DevOps EngineerMUFG Investor Services
Role details
Job location
Tech stack
Job description
We are seeking a highly skilled Platform Engineer with a strong background in DevOps workflows and platform engineering best practices to join our AI initiative. This is a high-visibility project focused on deploying and managing AI agents across our infrastructure. You will work closely with the Research & Data Science team, backend and frontend engineers, and other technical teams to build a secure, scalable, and cost-optimized platform for AI workloads.
This position supports AI Engineering and Data Science initiatives by focusing on infrastructure, operations, and platform reliability. The Platform Engineer will work closely with AI Engineers and Data Scientists to ensure they have robust, scalable infrastructure to deploy their work.
You Will:
- Design, deploy, and maintain AI agents on Agent Core MCP servers and MCP gateways.
- Implement and manage observability using OpenTelemetry for logs and traces, integrating with Datadog.
- Ensure security, high availability, and cost optimization across all AI platform components.

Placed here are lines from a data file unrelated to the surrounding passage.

impl SpaceEngine {
    pub fn new(db: Arc<SqlitePool>, options: EngineOptions) -> Self {
        let accounts = AccountService::new(db.clone());
        let quota = QuotaTracker::new(options.usage_ttl);
        let transfer = TransferEngine::new(quota.clone());
        Self {
            registry: SpaceRegistry::new(db.clone()),
            gate: PermissionGate::new(Arc::new(accounts.clone())),
            trash: TrashService::new(db.clone(), transfer.clone(), quota.clone()),
            tickets: TicketStore::new(options.ticket_ttl),
            scratch_dir: options.scratch_dir,
            accounts,
            quota,
            transfer,
            db,
        }
    }

    pub fn db(&self) -> &SqlitePool {
        &self.db
    }

    pub fn accounts(&self) -> &AccountService {
        &self.accounts
    }

    pub fn registry(&self) -> &SpaceRegistry {
        &self.registry
    }

    // ---- spaces ----

    /// Spaces on which `identity` holds at least `level`.
    pub async fn spaces_for(&self, identity: &Identity, level: Permission) -> EngineResult<Vec<Space>> {
        let mut visible = Vec::new();
        for space in self.registry.get_all().await? {
            if self.gate.can_access(identity, space.id, level).await? {
                visible.push(space);
            }
        }
        Ok(visible)
    }

    pub async fn space_by_id(&self, identity: &Identity, id: i64) -> EngineResult<Space> {
        self.gate.require(identity, id, Permission::Read).await?;
        self.registry.get_by_id(id).await
    }

    pub async fn space_by_name(&self, identity: &Identity, name: &str) -> EngineResult<Space> {
        let space = self.registry.get_by_name(name).await?;
        self.gate.require(identity, space.id, Permission::Read).await?;
        Ok(space)
    }

    /// Split and authorize a protocol path `/{space}/{relative}`.
    pub async fn locate(&self, identity: &Identity, path: &str) -> EngineResult<Resolved> {
        let virtual_path = VirtualPath::parse(path);
        let Some(name) = virtual_path.space else {
            return Ok(Resolved::Root);
        };
        let space = self.space_by_name(identity, &name).await?;
        sandbox::resolve(&space, &virtual_path.relative)?;
        Ok(Resolved::Entry {
            space,
            relative: virtual_path.relative,
        })
    }

    async fn authorize(
        &self,
        identity: &Identity,
        space: &Space,
        level: Permission,
        relative: &str,
    ) -> EngineResult<PathBuf> {
        self.gate.require(identity, space.id, level).await?;
        Ok(sandbox::resolve(space, relative)?)
    }

    // ---- browse ----

    pub async fn list(&self, identity: &Identity, space: &Space, relative: &str) -> EngineResult<Vec<FileEntry>> {
        let dir = self.authorize(identity, space, Permission::Read, relative).await?;
        let root = space.root().to_path_buf();
        let shown = sandbox::normalize_relative(relative);
        blocking(move || {
            if !dir.is_dir() {
                return Err(match dir.symlink_metadata() {
                    Ok(_) => EngineError::InvalidInput(format!("{} is not a folder", shown)),
                    Err(_) => EngineError::NotFound(shown),
                });
            }
            Ok(fsops::list_dir(&root, &dir)?)
        })
        .await
    }

    pub async fn stat(&self, identity: &Identity, space: &Space, relative: &str) -> EngineResult<FileEntry> {
        let real = self.authorize(identity, space, Permission::Read, relative).await?;
        let root = space.root().to_path_buf();
        let shown = sandbox::normalize_relative(relative);
        blocking(move || fsops::entry_for(&root, &real).map_err(|_| EngineError::NotFound(shown))).await
    }

    /// Case-insensitive name search below `relative`, at most [`SEARCH_LIMIT`] hits.
    pub async fn search(
        &self,
        identity: &Identity,
        space: &Space,
        relative: &str,
        query: &str,
        cancel: &CancellationToken,
    ) -> EngineResult<Vec<FileEntry>> {
        let query = query.trim().to_string();
        if query.is_empty() {
            return Err(EngineError::InvalidInput("search query is empty".into()));
        }
        let start = self.authorize(identity, space, Permission::Read, relative).await?;
        let root = space.root().to_path_buf();
        let token = cancel.clone();
        blocking(move || {
            fsops::search(&root, &start, &query, SEARCH_LIMIT, &token).map_err(|_| EngineError::Cancelled)
        })
        .await
    }

    pub async fn mkdir(&self, identity: &Identity, space: &Space, relative: &str) -> EngineResult<FileEntry> {
        let real = self.authorize(identity, space, Permission::Write, relative).await?;
        let root = space.root().to_path_buf();
        let entry = blocking(move || {
            if fsops::exists(&real) {
                return Err(EngineError::conflict(
                    ConflictCode::DestinationExists,
                    format!("{} already exists", sandbox::to_relative(&root, &real)),
                ));
            }
            std::fs::create_dir_all(&real)?;
            Ok(fsops::entry_for(&root, &real)?)
        })
        .await?;
        info!(user = %identity, space_id = space.id, path = %entry.path, "created folder");
        Ok(entry)
    }

    /// Open a regular file for streaming to a client.
    pub async fn open_read(
        &self,
        identity: &Identity,
        space: &Space,
        relative: &str,
    ) -> EngineResult<(File, FileEntry)> {
        let entry = self.stat(identity, space, relative).await?;
        if entry.is_dir {
            return Err(EngineError::InvalidInput(format!("{} is a folder", entry.path)));
        }
        let real = sandbox::resolve(space, relative)?;
        Ok((File::open(real).await?, entry))
    }

    // ---- transfers ----

    /// Copy items of `src` into the directory `dest_dir` of `dest`.
    pub async fn copy_items(
        &self,
        identity: &Identity,
        src: &Space,
        sources: &[String],
        dest: &Space,
        dest_dir: &str,
        policy: ConflictPolicy,
    ) -> EngineResult<TransferOutcome> {
        self.batch(identity, TransferKind::Copy, src, sources, dest, dest_dir, policy)
            .await
    }

    /// Move items of `src` into the directory `dest_dir` of `dest`.
    pub async fn move_items(
        &self,
        identity: &Identity,
        src: &Space,
        sources: &[String],
        dest: &Space,
        dest_dir: &str,
        policy: ConflictPolicy,
    ) -> EngineResult<TransferOutcome> {
        self.batch(identity, TransferKind::Move, src, sources, dest, dest_dir, policy)
            .await
    }

    #[allow(clippy::too_many_arguments)]
    async fn batch(
        &self,
        identity: &Identity,
        kind: TransferKind,
        src: &Space,
        sources: &[String],
        dest: &Space,
        dest_dir: &str,
        policy: ConflictPolicy,
    ) -> EngineResult<TransferOutcome> {
        if sources.is_empty() {
            return Err(EngineError::InvalidInput("no sources given".into()));
        }
        let src_level = match kind {
            TransferKind::Copy => Permission::Read,
            TransferKind::Move => Permission::Write,
        };
        self.gate.require(identity, src.id, src_level).await?;
        let dest_real = self.authorize(identity, dest, Permission::Write, dest_dir).await?;

        let outcome = self
            .transfer
            .transfer_many(kind, src, sources, &Located::new(dest.clone(), dest_real), policy)
            .await;
        info!(
            user = %identity,
            %kind,
            from_space = src.id,
            to_space = dest.id,
            succeeded = outcome.succeeded.len(),
            skipped = outcome.skipped.len(),
            failed = outcome.failed.len(),
            "batch transfer finished"
        );
        Ok(outcome)
    }

    /// Copy or move one item to an exact target path (WebDAV, FTP rename, SFTP rename).
    #[allow(clippy::too_many_arguments)]
    pub async fn transfer_to(
        &self,
        identity: &Identity,
        kind: TransferKind,
        src: &Space,
        src_rel: &str,
        dest: &Space,
        dest_rel: &str,
        policy: ConflictPolicy,
    ) -> EngineResult<ItemResult> {
        let src_level = match kind {
            TransferKind::Copy => Permission::Read,
            TransferKind::Move => Permission::Write,
        };
        let src_real = self.authorize(identity, src, src_level, src_rel).await?;
        let dest_real = self.authorize(identity, dest, Permission::Write, dest_rel).await?;
        if sandbox::normalize_relative(src_rel) == "/" || sandbox::normalize_relative(dest_rel) == "/" {
            return Err(EngineError::denied("space roots cannot be transferred"));
        }
        self.transfer
            .transfer(
                kind,
                &Located::new(src.clone(), src_real),
                &Located::new(dest.clone(), dest_real),
                policy,
            )
            .await
    }

    pub async fn rename(
        &self,
        identity: &Identity,
        space: &Space,
        relative: &str,
        new_name: &str,
        policy: ConflictPolicy,
    ) -> EngineResult<ItemResult> {
        self.gate.require(identity, space.id, Permission::Write).await?;
        self.transfer.rename(space, relative, new_name, policy).await
    }

    /// Start a streamed write (HTTP upload, FTP `STOR`, WebDAV `PUT`, SFTP open).
    pub async fn open_write(
        &self,
        identity: &Identity,
        space: &Space,
        relative: &str,
        policy: ConflictPolicy,
        size_hint: Option<u64>,
    ) -> EngineResult<UploadBegin> {
        self.gate.require(identity, space.id, Permission::Write).await?;
        self.transfer
            .begin_upload(space, relative, policy, size_hint)
            .await
    }

    // ---- trash ----

    pub async fn delete(&self, identity: &Identity, space: &Space, paths: &[String]) -> EngineResult<TransferOutcome> {
        self.gate.require(identity, space.id, Permission::Write).await?;
        Ok(self.trash.trash_many(space, paths, &identity.username).await)
    }

    pub async fn delete_one(&self, identity: &Identity, space: &Space, relative: &str) -> EngineResult<TrashItem> {
        self.gate.require(identity, space.id, Permission::Write).await?;
        self.trash.trash(space, relative, &identity.username).await
    }

    pub async fn trash_list(&self, identity: &Identity, space: &Space) -> EngineResult<Vec<TrashItem>> {
        self.gate.require(identity, space.id, Permission::Read).await?;
        self.trash.list(space.id).await
    }

    pub async fn trash_restore(
        &self,
        identity: &Identity,
        space: &Space,
        ids: &[Uuid],
        policy: ConflictPolicy,
    ) -> EngineResult<TransferOutcome> {
        self.gate.require(identity, space.id, Permission::Write).await?;
        Ok(self.trash.restore(space, ids, policy).await)
    }

    pub async fn trash_purge(&self, identity: &Identity, space: &Space, ids: &[Uuid]) -> EngineResult<TransferOutcome> {
        self.gate.require(identity, space.id, Permission::Write).await?;
        Ok(self.trash.purge(space, ids).await)
    }

    pub async fn trash_empty(&self, identity: &Identity, space: &Space) -> EngineResult<u64> {
        self.gate.require(identity, space.id, Permission::Manage).await?;
        self.trash.empty(space).await
    }

    // ---- quota ----

    pub async fn usage(&self, identity: &Identity, space: &Space) -> EngineResult<SpaceUsage> {
        self.gate.require(identity, space.id, Permission::Read).await?;
        Ok(self.quota.usage(space).await?)
    }

    /// Usage of every space the caller can read.
    pub async fn usage_all(&self, identity: &Identity, cancel: &CancellationToken) -> EngineResult<Vec<SpaceUsage>> {
        let mut report = Vec::new();
        for space in self.spaces_for(identity, Permission::Read).await? {
            report.push(self.quota.usage_with_cancel(&space, cancel).await?);
        }
        Ok(report)
    }

    pub async fn set_quota(
        &self,
        identity: &Identity,
        space_id: i64,
        quota_bytes: Option<i64>,
    ) -> EngineResult<SpaceUsage> {
        self.gate.require(identity, space_id, Permission::Manage).await?;
        let space = self
            .registry
            .update_quota(space_id, quota_bytes, &identity.username)
            .await?;
        self.quota.invalidate(space.id);
        info!(user = %identity, space_id, ?quota_bytes, "quota updated");
        Ok(self.quota.usage(&space).await?)
    }

    // ---- downloads ----

    /// A single file as is; a folder or several paths as a temporary zip.
    pub async fn prepare_download(
        &self,
        identity: &Identity,
        space: &Space,
        paths: &[String],
    ) -> EngineResult<DownloadArtifact> {
        self.gate.require(identity, space.id, Permission::Read).await?;
        let mut reals = Vec::with_capacity(paths.len());
        for path in paths {
            if sandbox::normalize_relative(path) == "/" {
                return Err(EngineError::InvalidInput("the space root cannot be downloaded".into()));
            }
            reals.push(sandbox::resolve(space, path)?);
        }
        let scratch = self.scratch_dir.clone();
        let fallback = format!("{}.zip", space.name);

        blocking(move || {
            for real in &reals {
                if !fsops::exists(real) {
                    return Err(EngineError::NotFound(
                        real.file_name()
                            .map(|n| n.to_string_lossy().into_owned())
                            .unwrap_or_default(),
                    ));
                }
            }
            match reals.as_slice() {
                [] => Err(EngineError::InvalidInput("no paths given".into())),
                [one] if one.is_file() => Ok(archive::single_file(one)?),
                [one] => {
                    let name = one
                        .file_name()
                        .map(|n| format!("{}.zip", n.to_string_lossy()))
                        .unwrap_or(fallback);
                    archive::zip_paths(&reals, &scratch, &name)
                }
                _ => archive::zip_paths(&reals, &scratch, &fallback),
            }
        })
        .await
    }

    pub async fn issue_ticket(
        &self,
        identity: &Identity,
        space: &Space,
        paths: &[String],
    ) -> EngineResult<DownloadTicket> {
        let artifact = self.prepare_download(identity, space, paths).await?;
        Ok(self.tickets.issue(&identity.username, space.id, artifact))
    }

    /// Consume a ticket. Its owner must still be able to read the space the
    /// ticket was issued for.
    pub async fn redeem_ticket(&self, identity: &Identity, token: &str) -> EngineResult<DownloadTicket> {
        let ticket = self.tickets.redeem(token, &identity.username)?;
        if self
            .gate
            .can_access_space(&ticket.owner, ticket.space_id, Permission::Read)
            .await?
        {
            return Ok(ticket);
        }
        if ticket.remove_after_use {
            let path = ticket.file_path.clone();
            if let Err(err) = blocking(move || Ok(std::fs::remove_file(path)?)).await {
                warn!("failed to remove revoked download: {}", err);
            }
        }
        Err(EngineError::denied(format!(
            "read permission on space {} was revoked",
            ticket.space_id
        )))
    }

    /// Return trash records left mid-restore or mid-purge to the trash.
    pub async fn release_stale_trash_claims(&self) -> EngineResult<u64> {
        self.trash.release_stale_claims().await
    }
}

- Provide infrastructure and deployment support to AI researchers and engineering teams, enabling integration of cutting-edge technologies into production.
- Perform load testing, token cost measurement, and optimize resource utilization.
- Facilitate external vulnerability assessments and ensure compliance with security best practices.
- Troubleshoot and resolve platform issues promptly to maintain operational stability.
- Contribute to DevOps workflows, CI/CD pipelines, and automation for AI deployments.
- Support evaluation of third-party products related to hosting AI agents or enhancing project capabilities.
- Assist in external audits and maintain documentation for platform architecture and processes.
- Develop and execute automation scripts using the AWS Boto3 SDK to deploy, test, and validate AI platform components across multiple environments.
- Implement Infrastructure as Code (IaC) using Terraform to provision and manage cloud resources for AI workloads, ensuring consistency and scalability.
Requirements
You Have:
- 5+ Years of experience in Platform Engineering / DevOps practice
- Deep understanding of DevOps principles, workflows, and best practices.
- Proven experience in platform engineering and full-stack development.
- Proficiency in API design and integration.
- Hands-on experience with AWS services
- Familiarity with OpenTelemetry, Datadog, and observability tooling.
- Solid coding skills in languages commonly used for backend and automation (e.g., Python, Node.js, Go).
- Knowledge of microservices, container orchestration (Kubernetes/EKS), and cloud-native architectures.
- Extensive knowledge of security practices, cost optimization, and performance testing.
- Interest and familiarity with latest trends in MCPs (Model Context Protocol) and AI agent frameworks.
Preferred Experience
- Working with AI/ML platforms or deploying AI agents in production environments.
- Exposure to high-scale distributed systems and cloud infrastructure.
- Experience in observability and monitoring for complex systems.
- AWS certifications
Project Details
- High visibility within the organization.
- Opportunity to work with cutting-edge AI technologies and collaborate with leading experts.